_TASK STATEMENT:_
Where a line holds the word "impl", copy that line from the data below.

AVAILABLE DATA Start Marker

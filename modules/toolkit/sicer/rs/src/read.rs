use ahash::AHashMap;
#[cfg(feature = "bitcode")]
use bitcode::{Decode, Encode};
use derive_getters::Dissolve;
use derive_more::Constructor;
use eyre::Result;

use isle_core_rs::loc::Orientation;
use isle_io_rs::bed::Bed6;

use crate::compaction;
use crate::error::Error;
use crate::island::Island;

/// Aligned read as loaded from the input.
#[derive(Clone, PartialEq, Debug, Default, Dissolve, Constructor)]
pub struct Read {
    pub chrom: String,
    pub start: u64,
    pub end: u64,
    pub name: String,
    pub score: f64,
    pub strand: Orientation,
}

impl From<Bed6> for Read {
    fn from(record: Bed6) -> Self {
        let (seqid, start, end, name, score, orientation) = record.dissolve();
        Self::new(seqid, start, end, name, score, orientation)
    }
}

/// The single coordinate a read is attributed to.
#[cfg_attr(feature = "bitcode", derive(Encode, Decode))]
#[derive(Clone, Copy, PartialEq, Eq, Hash, Debug, Default)]
pub enum TagPosition {
    /// Read start, regardless of the strand.
    #[default]
    Start,
    /// Estimated fragment center: half a fragment downstream of the 5' end.
    Shifted { fragment_size: u64 },
}

impl TagPosition {
    pub fn of(&self, read: &Read) -> u64 {
        match *self {
            TagPosition::Start => read.start,
            TagPosition::Shifted { fragment_size } => {
                // Half of the fragment, rounded half to even
                let half = fragment_size / 2;
                let shift = if fragment_size % 2 == 1 && half % 2 == 1 {
                    half + 1
                } else {
                    half
                };

                match read.strand {
                    Orientation::Forward => read.start + shift,
                    Orientation::Reverse => read.end.saturating_sub(1).saturating_sub(shift),
                    Orientation::Dual => read.start,
                }
            }
        }
    }

    /// Whether the positions follow the (start, end) order of the reads.
    pub fn preserves_order(&self) -> bool {
        matches!(self, TagPosition::Start)
    }
}

/// Reads grouped by chromosome, in the order chromosomes first appear in the input.
/// Within a chromosome reads are sorted by (start, end), ties keep the input order.
#[derive(Clone, Debug, Default)]
pub struct ReadStore {
    index: AHashMap<String, usize>,
    chroms: Vec<String>,
    reads: Vec<Vec<Read>>,
    redundant: usize,
}

impl ReadStore {
    pub fn builder() -> ReadStoreBuilder {
        ReadStoreBuilder::default()
    }

    pub fn new(reads: impl IntoIterator<Item = Read>) -> Result<Self> {
        Self::builder().add_reads(reads)?.build()
    }

    /// Total number of stored reads, i.e. the library size.
    pub fn len(&self) -> usize {
        self.reads.iter().map(|x| x.len()).sum()
    }

    pub fn is_empty(&self) -> bool {
        self.reads.iter().all(|x| x.is_empty())
    }

    pub fn chroms(&self) -> &[String] {
        &self.chroms
    }

    /// Reads on the chromosome, empty if the chromosome is unknown.
    pub fn get(&self, chrom: &str) -> &[Read] {
        match self.index.get(chrom) {
            Some(&ind) => &self.reads[ind],
            None => &[],
        }
    }

    pub fn iter(&self) -> impl Iterator<Item = (&str, &[Read])> {
        self.chroms
            .iter()
            .zip(self.reads.iter())
            .map(|(chrom, reads)| (chrom.as_str(), reads.as_slice()))
    }

    /// Rightmost read end on the chromosome.
    pub fn extent(&self, chrom: &str) -> u64 {
        self.get(chrom).iter().map(|x| x.end).max().unwrap_or(0)
    }

    /// Number of reads dropped as redundant copies while building the store.
    pub fn redundant(&self) -> usize {
        self.redundant
    }

    /// Sorted tag positions of the reads on the chromosome.
    pub fn tag_positions(&self, chrom: &str, tags: TagPosition) -> Vec<u64> {
        let mut positions = self
            .get(chrom)
            .iter()
            .map(|x| tags.of(x))
            .collect::<Vec<_>>();
        if !tags.preserves_order() {
            positions.sort_unstable();
        }
        positions
    }
}

impl ReadStore {
    /// Reads whose tag position falls inside any of the islands, as a new store.
    pub fn within<'a>(
        &self,
        islands: impl IntoIterator<Item = &'a Island>,
        tags: TagPosition,
    ) -> Result<ReadStore> {
        let mut spans: AHashMap<&str, Vec<(u64, u64)>> = AHashMap::new();
        for island in islands {
            spans
                .entry(island.chrom.as_ref())
                .or_default()
                .push((island.start, island.end));
        }
        // Disjoint spans sorted by start
        for spans in spans.values_mut() {
            spans.sort_unstable();
            spans.dedup_by(|next, prev| {
                let overlaps = next.0 <= prev.1;
                if overlaps {
                    prev.1 = prev.1.max(next.1);
                }
                overlaps
            });
        }

        let mut builder = ReadStore::builder();
        for (chrom, reads) in self.iter() {
            let Some(spans) = spans.get(chrom) else {
                continue;
            };
            for read in reads {
                let position = tags.of(read);
                let ind = spans.partition_point(|x| x.0 <= position);
                if ind > 0 && position < spans[ind - 1].1 {
                    builder.add_read(read.clone())?;
                }
            }
        }
        builder.build()
    }
}

/// Number of sorted positions falling into [start, end).
pub fn count_between(positions: &[u64], start: u64, end: u64) -> u32 {
    let first = positions.partition_point(|&x| x < start);
    let last = positions.partition_point(|&x| x < end);
    last.saturating_sub(first) as u32
}

#[derive(Clone, Debug, Default)]
pub struct ReadStoreBuilder {
    index: AHashMap<String, usize>,
    chroms: Vec<String>,
    reads: Vec<Vec<Read>>,
    redundancy_threshold: Option<u32>,
}

impl ReadStoreBuilder {
    /// Keep at most `threshold` reads with identical coordinates on each strand.
    pub fn set_redundancy_threshold(&mut self, threshold: Option<u32>) -> Result<&mut Self> {
        if threshold == Some(0) {
            return Err(Error::InvalidThreshold {
                reason: "redundancy threshold must keep at least one read".to_owned(),
            }
            .into());
        }
        self.redundancy_threshold = threshold;
        Ok(self)
    }

    pub fn add_read(&mut self, read: Read) -> Result<&mut Self> {
        if read.end < read.start {
            return Err(Error::MalformedRecord {
                chrom: read.chrom,
                start: read.start,
                end: read.end,
                name: read.name,
            }
            .into());
        }

        let ind = match self.index.get(&read.chrom) {
            Some(&ind) => ind,
            None => {
                let ind = self.chroms.len();
                self.index.insert(read.chrom.clone(), ind);
                self.chroms.push(read.chrom.clone());
                self.reads.push(Vec::new());
                ind
            }
        };
        self.reads[ind].push(read);
        Ok(self)
    }

    pub fn add_reads(&mut self, reads: impl IntoIterator<Item = Read>) -> Result<&mut Self> {
        for read in reads {
            self.add_read(read)?;
        }
        Ok(self)
    }

    /// Sort, deduplicate and freeze the reads. The builder is left empty and can be reused.
    pub fn build(&mut self) -> Result<ReadStore> {
        let mut reads = std::mem::take(&mut self.reads);
        let mut redundant = 0;
        let mut dropped = Vec::new();
        for chrom in reads.iter_mut() {
            chrom.sort_by_key(|x| (x.start, x.end));
            if let Some(threshold) = self.redundancy_threshold {
                redundant += remove_redundant(chrom, threshold, &mut dropped)?;
            }
        }
        if let (Some(threshold), true) = (self.redundancy_threshold, redundant > 0) {
            log::info!("Removed {redundant} reads with more than {threshold} identical copies per strand");
        }

        Ok(ReadStore {
            index: std::mem::take(&mut self.index),
            chroms: std::mem::take(&mut self.chroms),
            reads,
            redundant,
        })
    }
}

/// Drop reads with identical (start, end, strand) beyond the first `threshold` copies.
fn remove_redundant(
    reads: &mut Vec<Read>,
    threshold: u32,
    dropped: &mut Vec<usize>,
) -> Result<usize> {
    dropped.clear();

    let mut run_start = 0;
    while run_start < reads.len() {
        let (start, end) = (reads[run_start].start, reads[run_start].end);
        let mut copies = [0u32; 3];
        let mut cursor = run_start;
        while cursor < reads.len() && reads[cursor].start == start && reads[cursor].end == end {
            let slot = &mut copies[reads[cursor].strand as usize];
            *slot += 1;
            if *slot > threshold {
                dropped.push(cursor);
            }
            cursor += 1;
        }
        run_start = cursor;
    }

    compaction::retain_except(reads, dropped)?;
    Ok(dropped.len())
}

#[cfg(test)]
mod tests {
    use super::*;

    fn read(chrom: &str, start: u64, end: u64, strand: Orientation) -> Read {
        Read::new(chrom.to_owned(), start, end, format!("{chrom}:{start}"), 0.0, strand)
    }

    fn coords(reads: &[Read]) -> Vec<(u64, u64)> {
        reads.iter().map(|x| (x.start, x.end)).collect()
    }

    #[test]
    fn test_grouping_and_order() -> Result<()> {
        let store = ReadStore::new([
            read("chr2", 500, 550, Orientation::Forward),
            read("chr1", 300, 350, Orientation::Forward),
            read("chr2", 100, 150, Orientation::Reverse),
            read("chr1", 300, 320, Orientation::Reverse),
            read("chr1", 10, 60, Orientation::Forward),
        ])?;

        assert_eq!(store.chroms(), ["chr2", "chr1"]);
        assert_eq!(store.len(), 5);
        assert_eq!(coords(store.get("chr2")), vec![(100, 150), (500, 550)]);
        assert_eq!(
            coords(store.get("chr1")),
            vec![(10, 60), (300, 320), (300, 350)]
        );
        assert!(store.get("chrM").is_empty());
        assert_eq!(store.extent("chr1"), 350);
        assert_eq!(store.extent("chrM"), 0);
        Ok(())
    }

    #[test]
    fn test_ties_keep_input_order() -> Result<()> {
        let mut first = read("chr1", 5, 10, Orientation::Forward);
        first.name = "first".into();
        let mut second = read("chr1", 5, 10, Orientation::Forward);
        second.name = "second".into();

        let store = ReadStore::new([second.clone(), first.clone()])?;
        assert_eq!(store.get("chr1"), [second, first]);
        Ok(())
    }

    #[test]
    fn test_malformed_read() {
        let err = ReadStore::new([
            read("chr1", 5, 10, Orientation::Forward),
            read("chr1", 10, 5, Orientation::Forward),
        ])
        .unwrap_err();
        assert!(matches!(
            err.downcast_ref::<Error>(),
            Some(Error::MalformedRecord { start: 10, end: 5, .. })
        ));

        // Zero-length reads are fine
        assert!(ReadStore::new([read("chr1", 7, 7, Orientation::Dual)]).is_ok());
    }

    #[test]
    fn test_redundancy_filter() -> Result<()> {
        let reads = [
            read("chr1", 0, 50, Orientation::Forward),
            read("chr1", 0, 50, Orientation::Forward),
            read("chr1", 0, 50, Orientation::Reverse),
            read("chr1", 0, 50, Orientation::Forward),
            read("chr1", 0, 60, Orientation::Forward),
            read("chr1", 20, 70, Orientation::Reverse),
            read("chr1", 20, 70, Orientation::Reverse),
            read("chr2", 0, 50, Orientation::Forward),
        ];

        let store = ReadStore::builder()
            .set_redundancy_threshold(Some(1))?
            .add_reads(reads.clone())?
            .build()?;
        assert_eq!(store.redundant(), 3);
        assert_eq!(store.len(), 5);
        assert_eq!(
            store
                .get("chr1")
                .iter()
                .map(|x| (x.start, x.end, x.strand))
                .collect::<Vec<_>>(),
            vec![
                (0, 50, Orientation::Forward),
                (0, 50, Orientation::Reverse),
                (0, 60, Orientation::Forward),
                (20, 70, Orientation::Reverse),
            ]
        );

        let store = ReadStore::builder()
            .set_redundancy_threshold(Some(2))?
            .add_reads(reads.clone())?
            .build()?;
        assert_eq!(store.redundant(), 1);

        let store = ReadStore::new(reads)?;
        assert_eq!(store.redundant(), 0);
        assert_eq!(store.len(), 8);

        assert!(ReadStore::builder().set_redundancy_threshold(Some(0)).is_err());
        Ok(())
    }

    #[test]
    fn test_tag_positions() -> Result<()> {
        let forward = read("chr1", 100, 136, Orientation::Forward);
        let reverse = read("chr1", 100, 136, Orientation::Reverse);
        let dual = read("chr1", 100, 136, Orientation::Dual);

        assert_eq!(TagPosition::Start.of(&reverse), 100);

        let shifted = TagPosition::Shifted { fragment_size: 150 };
        assert_eq!(shifted.of(&forward), 175);
        assert_eq!(shifted.of(&reverse), 60);
        assert_eq!(shifted.of(&dual), 100);

        // Near the chromosome start the reverse tag is clamped to zero
        assert_eq!(shifted.of(&read("chr1", 0, 36, Orientation::Reverse)), 0);

        // Rounding half to even
        assert_eq!(TagPosition::Shifted { fragment_size: 151 }.of(&forward), 176);
        assert_eq!(TagPosition::Shifted { fragment_size: 153 }.of(&forward), 176);

        let store = ReadStore::new([forward, reverse])?;
        assert_eq!(store.tag_positions("chr1", shifted), vec![60, 175]);
        assert_eq!(store.tag_positions("chr1", TagPosition::Start), vec![100, 100]);
        Ok(())
    }

    #[test]
    fn test_reads_within_islands() -> Result<()> {
        let store = ReadStore::new([
            read("chr1", 10, 60, Orientation::Forward),
            read("chr1", 150, 200, Orientation::Reverse),
            read("chr1", 400, 450, Orientation::Forward),
            read("chr1", 599, 650, Orientation::Forward),
            read("chr1", 600, 650, Orientation::Forward),
            read("chr2", 0, 50, Orientation::Forward),
            read("chr3", 100, 150, Orientation::Forward),
        ])?;
        let islands = [
            Island::new("chr1".into(), 400, 600, 5.0, 2),
            Island::new("chr1".into(), 0, 200, 5.0, 2),
            Island::new("chr3".into(), 0, 1_000, 5.0, 1),
            // Overlaps the first island
            Island::new("chr1".into(), 350, 450, 5.0, 1),
        ];

        let kept = store.within(&islands, TagPosition::Start)?;
        assert_eq!(kept.chroms(), ["chr1", "chr3"]);
        assert_eq!(
            coords(kept.get("chr1")),
            vec![(10, 60), (150, 200), (400, 450), (599, 650)]
        );
        assert_eq!(kept.len(), 5);

        // Forward tags move 50bp downstream, past the island end at 600
        let shifted = store.within(&islands, TagPosition::Shifted { fragment_size: 100 })?;
        assert_eq!(
            coords(shifted.get("chr1")),
            vec![(10, 60), (150, 200), (400, 450)]
        );

        assert!(store.within(&[], TagPosition::Start)?.is_empty());
        Ok(())
    }

    #[test]
    fn test_count_between() {
        let positions = [10, 20, 20, 30, 45];
        assert_eq!(count_between(&positions, 0, 10), 0);
        assert_eq!(count_between(&positions, 0, 11), 1);
        assert_eq!(count_between(&positions, 20, 30), 2);
        assert_eq!(count_between(&positions, 20, 46), 4);
        assert_eq!(count_between(&positions, 50, 60), 0);
        assert_eq!(count_between(&[], 0, 60), 0);
    }
}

AVAILABLE DATA End Marker

_EXERCISE ANSWER:_
impl From<Bed6> for Read {
impl TagPosition {
impl ReadStore {
    pub fn new(reads: impl IntoIterator<Item = Read>) -> Result<Self> {
    pub fn iter(&self) -> impl Iterator<Item = (&str, &[Read])> {
impl ReadStore {
        islands: impl IntoIterator<Item = &'a Island>,
impl ReadStoreBuilder {
    pub fn add_reads(&mut self, reads: impl IntoIterator<Item = Read>) -> Result<&mut Self> {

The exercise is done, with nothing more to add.